Nous laissons de côté les salles de données. Selon les personnes de Start Campus, elles sont trop sensibles pour y entrer. Nous devons nous contenter de photographies pour nous faire une idée de leur aspect.

Contrôle de la température de l’eau de mer

Nous nous dirigeons vers la côte où nous allons observer comment l’eau de mer sera bientôt pompée et rejetée. Start Campus utilise pour cela l’infrastructure existante de la centrale à charbon pour SIN01. Sur la photo, on peut voir que les pompes (en bleu) sont prêtes à être installées. L’infrastructure de tuyauterie est en place, Start Campus parle de ‘quelques semaines’ avant que l’eau ne soit raccordée. Il est regrettable que nous ne puissions pas voir cette partie en fonctionnement actif.

La différence de température dans le centre de données entre l’entrée et la sortie de l’eau de mer est comprise entre 10 et 15 degrés. Le liquide de refroidissement dans le système fermé fonctionne entre 18 et 20 degrés. À la sortie vers la mer, la température aurait déjà baissé davantage. Un point de mesure en mer surveille en permanence que la différence de température ne dépasse pas trois degrés. C’est une limite stricte imposée par le gouvernement portugais.
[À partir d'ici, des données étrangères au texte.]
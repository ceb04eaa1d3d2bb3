//! Gene vectors and the random operators that act on them.
//!
//! Provides random generation, two-point crossover, and bit-flip mutation.

use std::sync::Arc;

use rand::prelude::*;
use rand::seq::index;
use rand_distr::Binomial;

use crate::schema::Initialization;

/// Fixed-length selection over the candidate set, one bit per candidate.
///
/// Clones share storage; the first write through [`Genes::make_mut`] copies
/// it, so a child never aliases its parent. The length cannot change after
/// construction.
#[derive(Debug, Clone, PartialEq, Eq, Hash)]
pub struct Genes {
    bits: Arc<Vec<bool>>,
}

impl Genes {
    /// All-zero gene vector (nothing installed).
    pub fn zeros(len: usize) -> Self {
        Self::from_vec(vec![false; len])
    }

    pub fn from_vec(bits: Vec<bool>) -> Self {
        Self {
            bits: Arc::new(bits),
        }
    }

    #[inline]
    pub fn len(&self) -> usize {
        self.bits.len()
    }

    #[inline]
    pub fn is_empty(&self) -> bool {
        self.bits.is_empty()
    }

    #[inline]
    pub fn as_slice(&self) -> &[bool] {
        &self.bits
    }

    #[inline]
    pub fn get(&self, index: usize) -> Option<bool> {
        self.bits.get(index).copied()
    }

    /// Mutable view of the bits, copying shared storage first.
    pub fn make_mut(&mut self) -> &mut [bool] {
        Arc::make_mut(&mut self.bits).as_mut_slice()
    }

    pub fn set(&mut self, index: usize, value: bool) {
        if self.bits[index] != value {
            self.make_mut()[index] = value;
        }
    }

    /// Number of installed sites.
    pub fn installed_count(&self) -> usize {
        self.bits.iter().filter(|&&b| b).count()
    }

    /// Indices of installed sites, ascending.
    pub fn installed_indices(&self) -> Vec<usize> {
        self.bits
            .iter()
            .enumerate()
            .filter_map(|(i, &b)| b.then_some(i))
            .collect()
    }

    /// Whether two gene vectors share the same storage.
    pub fn shares_storage(&self, other: &Genes) -> bool {
        Arc::ptr_eq(&self.bits, &other.bits)
    }
}

/// Random number generator wrapper for gene operations.
pub struct GenomeRng {
    rng: StdRng,
}

impl GenomeRng {
    /// Create from seed.
    pub fn new(seed: u64) -> Self {
        Self {
            rng: StdRng::seed_from_u64(seed),
        }
    }

    /// Underlying generator, for operators that take any `Rng`.
    pub fn rng_mut(&mut self) -> &mut StdRng {
        &mut self.rng
    }

    /// Generate a fresh gene vector of length `len`.
    ///
    /// `max_installations` bounds the exact-budget variant; it is ignored by
    /// the Bernoulli variant.
    pub fn random_genes(
        &mut self,
        len: usize,
        init: &Initialization,
        max_installations: usize,
    ) -> Genes {
        match init {
            Initialization::Bernoulli { probability } => self.bernoulli_genes(len, *probability),
            Initialization::ExactBudget => self.sample_exact(len, max_installations.min(len)),
        }
    }

    /// Each gene set independently with probability `p`.
    pub fn bernoulli_genes(&mut self, len: usize, p: f64) -> Genes {
        let p = p.clamp(0.0, 1.0);
        Genes::from_vec((0..len).map(|_| self.rng.gen_bool(p)).collect())
    }

    /// Exactly `count` genes set, positions chosen uniformly.
    pub fn sample_exact(&mut self, len: usize, count: usize) -> Genes {
        let mut bits = vec![false; len];
        for i in index::sample(&mut self.rng, len, count.min(len)) {
            bits[i] = true;
        }
        Genes::from_vec(bits)
    }

    /// Two-point crossover: the segment between two distinct cut points is
    /// swapped between the parents. Parents are left untouched.
    pub fn two_point_crossover(&mut self, parent1: &Genes, parent2: &Genes) -> (Genes, Genes) {
        let mut child1 = parent1.clone();
        let mut child2 = parent2.clone();

        let size = parent1.len().min(parent2.len());
        if size < 2 {
            return (child1, child2);
        }

        let mut start = self.rng.gen_range(1..=size);
        let mut end = self.rng.gen_range(1..size);
        if end >= start {
            end += 1;
        } else {
            std::mem::swap(&mut start, &mut end);
        }

        let segment1 = &parent1.as_slice()[start..end];
        let segment2 = &parent2.as_slice()[start..end];
        if segment1 != segment2 {
            child1.make_mut()[start..end].copy_from_slice(segment2);
            child2.make_mut()[start..end].copy_from_slice(segment1);
        }

        (child1, child2)
    }

    /// Flip each gene independently with probability `indpb`.
    ///
    /// The number of flips is drawn from `Binomial(len, indpb)` and the
    /// flipped positions uniformly, which has the same distribution as
    /// per-gene coin tosses. Returns the number of flipped genes.
    pub fn flip_mutate(&mut self, genes: &mut Genes, indpb: f64) -> usize {
        let len = genes.len();
        let flips = match Binomial::new(len as u64, indpb.clamp(0.0, 1.0)) {
            Ok(dist) => (dist.sample(&mut self.rng) as usize).min(len),
            Err(_) => 0,
        };
        if flips == 0 {
            return 0;
        }

        let positions = index::sample(&mut self.rng, len, flips);
        let bits = genes.make_mut();
        for i in positions {
            bits[i] = !bits[i];
        }
        flips
    }

    /// Bernoulli trial with probability `p`.
    pub fn chance(&mut self, p: f64) -> bool {
        self.rng.gen_bool(p.clamp(0.0, 1.0))
    }
}

/// Normalized Hamming distance between two gene vectors.
pub fn genome_distance(g1: &Genes, g2: &Genes) -> f64 {
    let len = g1.len().max(g2.len());
    if len == 0 {
        return 0.0;
    }
    let differing = g1
        .as_slice()
        .iter()
        .zip(g2.as_slice())
        .filter(|(a, b)| a != b)
        .count()
        + g1.len().abs_diff(g2.len());
    differing as f64 / len as f64
}

/// Mean normalized Hamming distance over all pairs of a population.
///
/// Computed from allele frequencies: a gene with `k` ones among `n` vectors
/// differs in `k * (n - k)` pairs. This is `O(n * len)` instead of pairwise.
pub fn population_diversity<'a, I>(genes: I) -> f64
where
    I: IntoIterator<Item = &'a Genes>,
{
    let mut ones: Vec<usize> = Vec::new();
    let mut n = 0usize;
    for g in genes {
        if ones.is_empty() {
            ones = vec![0; g.len()];
        }
        for (count, &bit) in ones.iter_mut().zip(g.as_slice()) {
            *count += bit as usize;
        }
        n += 1;
    }

    if n < 2 || ones.is_empty() {
        return 0.0;
    }

    let pairs = (n * (n - 1) / 2) as f64;
    let differing: f64 = ones.iter().map(|&k| (k * (n - k)) as f64).sum();
    differing / pairs / ones.len() as f64
}

#[cfg(test)]
mod tests {
    use super::*;

    #[test]
    fn test_bernoulli_genes_deterministic() {
        let a = GenomeRng::new(42).bernoulli_genes(64, 0.5);
        let b = GenomeRng::new(42).bernoulli_genes(64, 0.5);
        assert_eq!(a, b);
        assert_eq!(a.len(), 64);
    }

    #[test]
    fn test_sample_exact() {
        let mut rng = GenomeRng::new(42);
        let genes = rng.sample_exact(100, 17);
        assert_eq!(genes.len(), 100);
        assert_eq!(genes.installed_count(), 17);

        // More than available caps at length.
        assert_eq!(rng.sample_exact(5, 10).installed_count(), 5);
    }

    #[test]
    fn test_random_genes_exact_budget() {
        let mut rng = GenomeRng::new(1);
        let genes = rng.random_genes(50, &Initialization::ExactBudget, 7);
        assert_eq!(genes.installed_count(), 7);
    }

    #[test]
    fn test_crossover_preserves_length_and_alleles() {
        let mut rng = GenomeRng::new(42);
        let p1 = Genes::zeros(30);
        let p2 = Genes::from_vec(vec![true; 30]);

        for _ in 0..50 {
            let (c1, c2) = rng.two_point_crossover(&p1, &p2);
            assert_eq!(c1.len(), 30);
            assert_eq!(c2.len(), 30);
            // Each position holds one allele from each parent.
            for i in 0..30 {
                assert_ne!(c1.get(i), c2.get(i));
            }
            // The swapped segment is non-empty.
            assert!(c1.installed_count() > 0);
        }

        // Parents untouched.
        assert_eq!(p1.installed_count(), 0);
        assert_eq!(p2.installed_count(), 30);
    }

    #[test]
    fn test_children_do_not_alias_parents() {
        let mut rng = GenomeRng::new(3);
        let p1 = Genes::zeros(10);
        let p2 = Genes::from_vec(vec![true; 10]);
        let (mut c1, _) = rng.two_point_crossover(&p1, &p2);
        assert!(!c1.shares_storage(&p1));

        let mut clone = p1.clone();
        assert!(clone.shares_storage(&p1));
        clone.set(0, true);
        assert!(!clone.shares_storage(&p1));
        assert_eq!(p1.get(0), Some(false));

        c1.set(0, false);
        assert_eq!(c1.len(), 10);
    }

    #[test]
    fn test_flip_mutate() {
        let mut rng = GenomeRng::new(42);
        let mut genes = Genes::zeros(1000);
        let original = genes.clone();

        let flips = rng.flip_mutate(&mut genes, 0.05);
        assert_eq!(genes.len(), 1000);
        assert_eq!(genes.installed_count(), flips);
        assert!(flips > 10 && flips < 100, "unexpected flip count {}", flips);
        assert_eq!(original.installed_count(), 0);

        let mut untouched = Genes::zeros(10);
        assert_eq!(rng.flip_mutate(&mut untouched, 0.0), 0);
        assert_eq!(rng.flip_mutate(&mut untouched, 1.0), 10);
        assert_eq!(untouched.installed_count(), 10);
    }

    #[test]
    fn test_genome_distance() {
        let a = Genes::from_vec(vec![true, false, true, false]);
        let b = Genes::from_vec(vec![true, true, false, false]);
        assert!((genome_distance(&a, &a)).abs() < 1e-12);
        assert!((genome_distance(&a, &b) - 0.5).abs() < 1e-12);
    }

    #[test]
    fn test_population_diversity_matches_pairwise_mean() {
        let mut rng = GenomeRng::new(9);
        let population: Vec<Genes> = (0..12).map(|_| rng.bernoulli_genes(40, 0.3)).collect();

        let mut total = 0.0;
        let mut count = 0;
        for i in 0..population.len() {
            for j in (i + 1)..population.len() {
                total += genome_distance(&population[i], &population[j]);
                count += 1;
            }
        }
        let expected = total / count as f64;

        assert!((population_diversity(&population) - expected).abs() < 1e-12);
        assert_eq!(population_diversity(&population[..1]), 0.0);
    }
}
//! Ranking and result extraction over a population.

use std::cmp::Ordering;
use std::collections::HashSet;

use crate::compute::ConstraintEngine;
use crate::schema::FitnessKind;

use super::fitness::Fitness;
use super::genome::Genes;
use super::search::Individual;
use super::selection::{non_dominated_sort, select_nsga2};

/// Indices of evaluated individuals, best first.
///
/// Scalar fitness sorts lexicographically. Multi-objective fitness sorts by
/// front, then by descending crowding distance. Ties keep population order.
pub fn rank_population(population: &[Individual], kind: &FitnessKind) -> Vec<usize> {
    let evaluated: Vec<(usize, &Fitness)> = population
        .iter()
        .enumerate()
        .filter_map(|(i, ind)| ind.fitness.as_ref().map(|f| (i, f)))
        .collect();

    match kind {
        FitnessKind::Scalar => {
            let mut order = evaluated;
            order.sort_by(|a, b| b.1.cmp_lexicographic(a.1));
            order.into_iter().map(|(i, _)| i).collect()
        }
        FitnessKind::MultiObjective { .. } => {
            let fits: Vec<&Fitness> = evaluated.iter().map(|(_, f)| *f).collect();
            select_nsga2(&fits, fits.len())
                .into_iter()
                .map(|k| evaluated[k].0)
                .collect()
        }
    }
}

/// Evaluated, feasible, with positive coverage.
fn is_reportable(individual: &Individual, constraints: &ConstraintEngine) -> bool {
    individual
        .fitness
        .as_ref()
        .is_some_and(|f| !f.is_degenerate())
        && constraints.is_feasible(individual.genes.as_slice())
}

/// The best `k` distinct feasible individuals in rank order.
pub fn top_feasible<'a>(
    population: &'a [Individual],
    kind: &FitnessKind,
    constraints: &ConstraintEngine,
    k: usize,
) -> Vec<&'a Individual> {
    let mut seen: HashSet<&Genes> = HashSet::new();
    rank_population(population, kind)
        .into_iter()
        .map(|i| &population[i])
        .filter(|ind| is_reportable(ind, constraints))
        .filter(|&ind| seen.insert(&ind.genes))
        .take(k)
        .collect()
}

/// Distinct feasible individuals on the first non-dominated front, by
/// descending coverage.
pub fn pareto_front<'a>(
    population: &'a [Individual],
    constraints: &ConstraintEngine,
) -> Vec<&'a Individual> {
    let mut seen: HashSet<&Genes> = HashSet::new();
    let pool: Vec<&Individual> = population
        .iter()
        .filter(|ind| is_reportable(ind, constraints))
        .filter(|&ind| seen.insert(&ind.genes))
        .collect();

    let fits: Vec<&Fitness> = pool.iter().filter_map(|ind| ind.fitness.as_ref()).collect();
    let Some(first) = non_dominated_sort(&fits).into_iter().next() else {
        return Vec::new();
    };

    let mut front: Vec<&Individual> = first.into_iter().map(|i| pool[i]).collect();
    front.sort_by(|a, b| {
        b.coverage()
            .total_cmp(&a.coverage())
            .then_with(|| a.id.cmp(&b.id))
    });
    front
}

/// Whether `a` should replace `b` as best-so-far: higher coverage, then the
/// lexicographically better objective tuple.
pub fn is_better(a: &Fitness, b: &Fitness) -> bool {
    match a.coverage.total_cmp(&b.coverage) {
        Ordering::Greater => true,
        Ordering::Less => false,
        Ordering::Equal => a.cmp_lexicographic(b) == Ordering::Greater,
    }
}

#[cfg(test)]
mod tests {
    use super::*;
    use crate::schema::{CandidateSet, ConstraintConfig};

    fn individual(id: u64, bits: &[bool], objectives: &[f64]) -> Individual {
        Individual {
            id,
            genes: Genes::from_vec(bits.to_vec()),
            fitness: Some(Fitness {
                coverage: objectives[0],
                installations: bits.iter().filter(|&&b| b).count(),
                cost: 0.0,
                objectives: objectives.to_vec(),
            }),
            generation: 0,
            parents: Vec::new(),
        }
    }

    fn constraints(n: usize, budget: f64) -> ConstraintEngine {
        let set = CandidateSet::from_coordinates((0..n).map(|i| (35.0 + i as f64, 128.0)));
        ConstraintEngine::new(
            &ConstraintConfig {
                budget,
                installation_cost_per_point: 1.0,
                ..Default::default()
            },
            set,
        )
        .unwrap()
    }

    #[test]
    fn test_rank_scalar() {
        let population = vec![
            individual(0, &[true, false, false], &[1.0]),
            individual(1, &[false, true, false], &[3.0]),
            individual(2, &[false, false, true], &[2.0]),
        ];
        assert_eq!(rank_population(&population, &FitnessKind::Scalar), vec![1, 2, 0]);
    }

    #[test]
    fn test_rank_skips_unevaluated() {
        let mut population = vec![
            individual(0, &[true, false], &[1.0]),
            individual(1, &[false, true], &[3.0]),
        ];
        population[1].fitness = None;
        assert_eq!(rank_population(&population, &FitnessKind::Scalar), vec![0]);
    }

    #[test]
    fn test_top_feasible_filters_and_dedupes() {
        let engine = constraints(3, 1.0);
        let population = vec![
            individual(0, &[true, true, false], &[9.0]), // over budget
            individual(1, &[false, true, false], &[3.0]),
            individual(2, &[false, true, false], &[3.0]), // duplicate genes
            individual(3, &[false, false, false], &[0.0]), // degenerate
            individual(4, &[true, false, false], &[2.0]),
        ];
        let top = top_feasible(&population, &FitnessKind::Scalar, &engine, 5);
        let ids: Vec<u64> = top.iter().map(|i| i.id).collect();
        assert_eq!(ids, vec![1, 4]);
    }

    #[test]
    fn test_pareto_front() {
        let engine = constraints(3, 3.0);
        let population = vec![
            individual(0, &[true, false, false], &[5.0, -1.0]),
            individual(1, &[true, true, false], &[8.0, -2.0]),
            individual(2, &[false, true, false], &[4.0, -1.0]), // dominated by 0
            individual(3, &[true, true, true], &[8.0, -3.0]),   // dominated by 1
        ];
        let front = pareto_front(&population, &engine);
        let ids: Vec<u64> = front.iter().map(|i| i.id).collect();
        assert_eq!(ids, vec![1, 0]);
    }

    #[test]
    fn test_is_better() {
        let a = individual(0, &[true], &[5.0, -1.0]);
        let b = individual(1, &[true], &[5.0, -2.0]);
        let c = individual(2, &[true], &[6.0, -9.0]);
        let (fa, fb, fc) = (
            a.fitness.as_ref().unwrap(),
            b.fitness.as_ref().unwrap(),
            c.fitness.as_ref().unwrap(),
        );
        assert!(is_better(fa, fb));
        assert!(is_better(fc, fa));
        assert!(!is_better(fa, fa));
    }
}
//! Compute module - Coverage scoring, constraints, and search.

mod constraints;
mod coverage;
mod geometry;

pub mod evolution;

pub use constraints::*;
pub use coverage::*;
pub use geometry::*;
//! Budget and spacing constraints, and the repair that restores them.

use rand::Rng;
use rand::seq::SliceRandom;

use crate::schema::{CandidateSet, ConfigError, ConstraintConfig};

use super::geometry::haversine_km;

/// Feasibility checks for a gene vector over a fixed candidate set.
///
/// Removing an installed site never increases the violation of either
/// constraint, which is what makes [`ConstraintEngine::repair`] terminate.
#[derive(Debug, Clone)]
pub struct ConstraintEngine {
    candidates: CandidateSet,
    budget: f64,
    cost_per_point: f64,
    max_installations: usize,
    min_distance_km: Option<f64>,
    max_iterations: usize,
}

/// Outcome of a successful repair.
#[derive(Debug, Clone, Copy, PartialEq, Eq, Default)]
pub struct RepairReport {
    /// Genes switched off.
    pub removed: usize,
}

/// Repair failures.
#[derive(Debug, Clone, PartialEq, Eq, thiserror::Error)]
pub enum RepairError {
    #[error("Repair stalled after {iterations} iterations with {installed} sites still installed")]
    Stalled { iterations: usize, installed: usize },
    #[error("Gene vector length {actual} does not match candidate count {expected}")]
    LengthMismatch { expected: usize, actual: usize },
}

impl ConstraintEngine {
    /// Create an engine, rejecting configurations that can never produce a
    /// non-empty feasible individual.
    pub fn new(config: &ConstraintConfig, candidates: CandidateSet) -> Result<Self, ConfigError> {
        config.validate()?;
        let max_iterations = config
            .max_repair_iterations
            .unwrap_or_else(|| candidates.size().max(1));
        Ok(Self {
            candidates,
            budget: config.budget,
            cost_per_point: config.installation_cost_per_point,
            max_installations: config.max_installations(),
            min_distance_km: config.min_distance_km,
            max_iterations,
        })
    }

    pub fn candidates(&self) -> &CandidateSet {
        &self.candidates
    }

    pub fn cost_per_point(&self) -> f64 {
        self.cost_per_point
    }

    /// Total cost of installing `count` sites.
    #[inline]
    pub fn cost_of(&self, count: usize) -> f64 {
        count as f64 * self.cost_per_point
    }

    /// `installed * cost <= budget`.
    pub fn is_within_budget(&self, genes: &[bool]) -> bool {
        let count = genes.iter().filter(|&&g| g).count();
        self.cost_of(count) <= self.budget
    }

    /// Every pair of installed sites is at least `min_distance_km` apart.
    /// Always true when the distance constraint is disabled.
    pub fn is_within_min_distance(&self, genes: &[bool]) -> bool {
        let Some(min_km) = self.min_distance_km else {
            return true;
        };
        let sites = self.candidates.installed_locations(genes);
        sites.iter().enumerate().all(|(i, a)| {
            sites[i + 1..]
                .iter()
                .all(|b| haversine_km(a.coordinates(), b.coordinates()) >= min_km)
        })
    }

    pub fn is_feasible(&self, genes: &[bool]) -> bool {
        self.is_within_budget(genes) && self.is_within_min_distance(genes)
    }

    /// Switch off uniformly chosen installed genes until every constraint
    /// holds.
    ///
    /// Each iteration removes one site, so the loop ends within the number of
    /// installed sites; the configured ceiling turns anything longer into a
    /// reported stall.
    pub fn repair<R: Rng + ?Sized>(
        &self,
        genes: &mut [bool],
        rng: &mut R,
    ) -> Result<RepairReport, RepairError> {
        if genes.len() != self.candidates.size() {
            return Err(RepairError::LengthMismatch {
                expected: self.candidates.size(),
                actual: genes.len(),
            });
        }

        let mut installed: Vec<usize> = genes
            .iter()
            .enumerate()
            .filter_map(|(i, &g)| g.then_some(i))
            .collect();
        let mut report = RepairReport::default();

        // Budget violations resolve by count alone, so drop a random excess
        // in one pass instead of rechecking after every removal.
        if installed.len() > self.max_installations {
            let excess = installed.len() - self.max_installations;
            installed.shuffle(rng);
            for idx in installed.drain(..excess) {
                genes[idx] = false;
                report.removed += 1;
            }
        }
        while !self.is_within_budget(genes)
            && let Some(idx) = installed.pop()
        {
            genes[idx] = false;
            report.removed += 1;
        }

        while !self.is_within_min_distance(genes) {
            if installed.is_empty() || report.removed >= self.max_iterations {
                log::warn!(
                    "Repair stalled after {} removals ({} sites installed)",
                    report.removed,
                    installed.len()
                );
                return Err(RepairError::Stalled {
                    iterations: report.removed,
                    installed: installed.len(),
                });
            }
            let pick = rng.gen_range(0..installed.len());
            let idx = installed.swap_remove(pick);
            genes[idx] = false;
            report.removed += 1;
        }

        Ok(report)
    }
}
À l’entrée de la mer, 250 litres par seconde sont pompés, soit 0,25 m³. Lorsque SIN02 et le reste ouvriront, un débit beaucoup plus important sera nécessaire en raison de la capacité accrue. Start Campus prévoit d’installer cinq tuyaux de 3,5 mètres de diamètre par unité (3 nécessaires, 2 redondants), pour un volume d’eau de 25 m³ par seconde.

Détail intéressant : la température de l’eau de mer n’est pas constante toute l’année. Pendant l’hiver, il faut pomper moins d’eau, car la température de l’eau est plus basse. Cela est également intégré dans le système pour s’ajuster automatiquement lorsque nécessaire.

Utiliser l’eau de mer, ne pas la consommer

Ce que Schneider Electric et Start Campus réalisent à Sines n’est pas anodin. Lorsque le projet sera entièrement achevé, Start Campus pourra se revendiquer comme le plus grand centre de données d’Europe. C’est impressionnant en soi, mais c’est l’approche et l’utilisation de l’eau de mer pour refroidir un circuit fermé qui renforcent encore davantage le tout.

L’approche n’est pas nouvelle : les centrales nucléaires ou les centrales à charbon utilisent cette méthode depuis des décennies. Pour un centre de données, la technologie est relativement nouvelle. Surtout à cette échelle, Start Campus est unique. De nombreuses parties dans le monde observent attentivement comment le projet de centre de données à Sines va fonctionner.

Lorsque le projet sera entièrement achevé, Start Campus pourra se revendiquer comme le plus grand centre de données d’Europe.

Nous espérons d’ores et déjà une fin réussie, car il faut que quelque chose se passe. De nombreux centres de données dans le monde consomment énormément d’eau, ce qui provoque une pénurie d’eau dans ces régions. En utilisant l’océan comme gigantesque heatsink, on construit un système qui ne consomme pas d’eau pour le refroidissement. Pas besoin de tours de refroidissement, ou pire encore : consommer de l’eau souterraine.

Espérons que Start Campus puisse devenir un important modèle pour les centres de données du futur.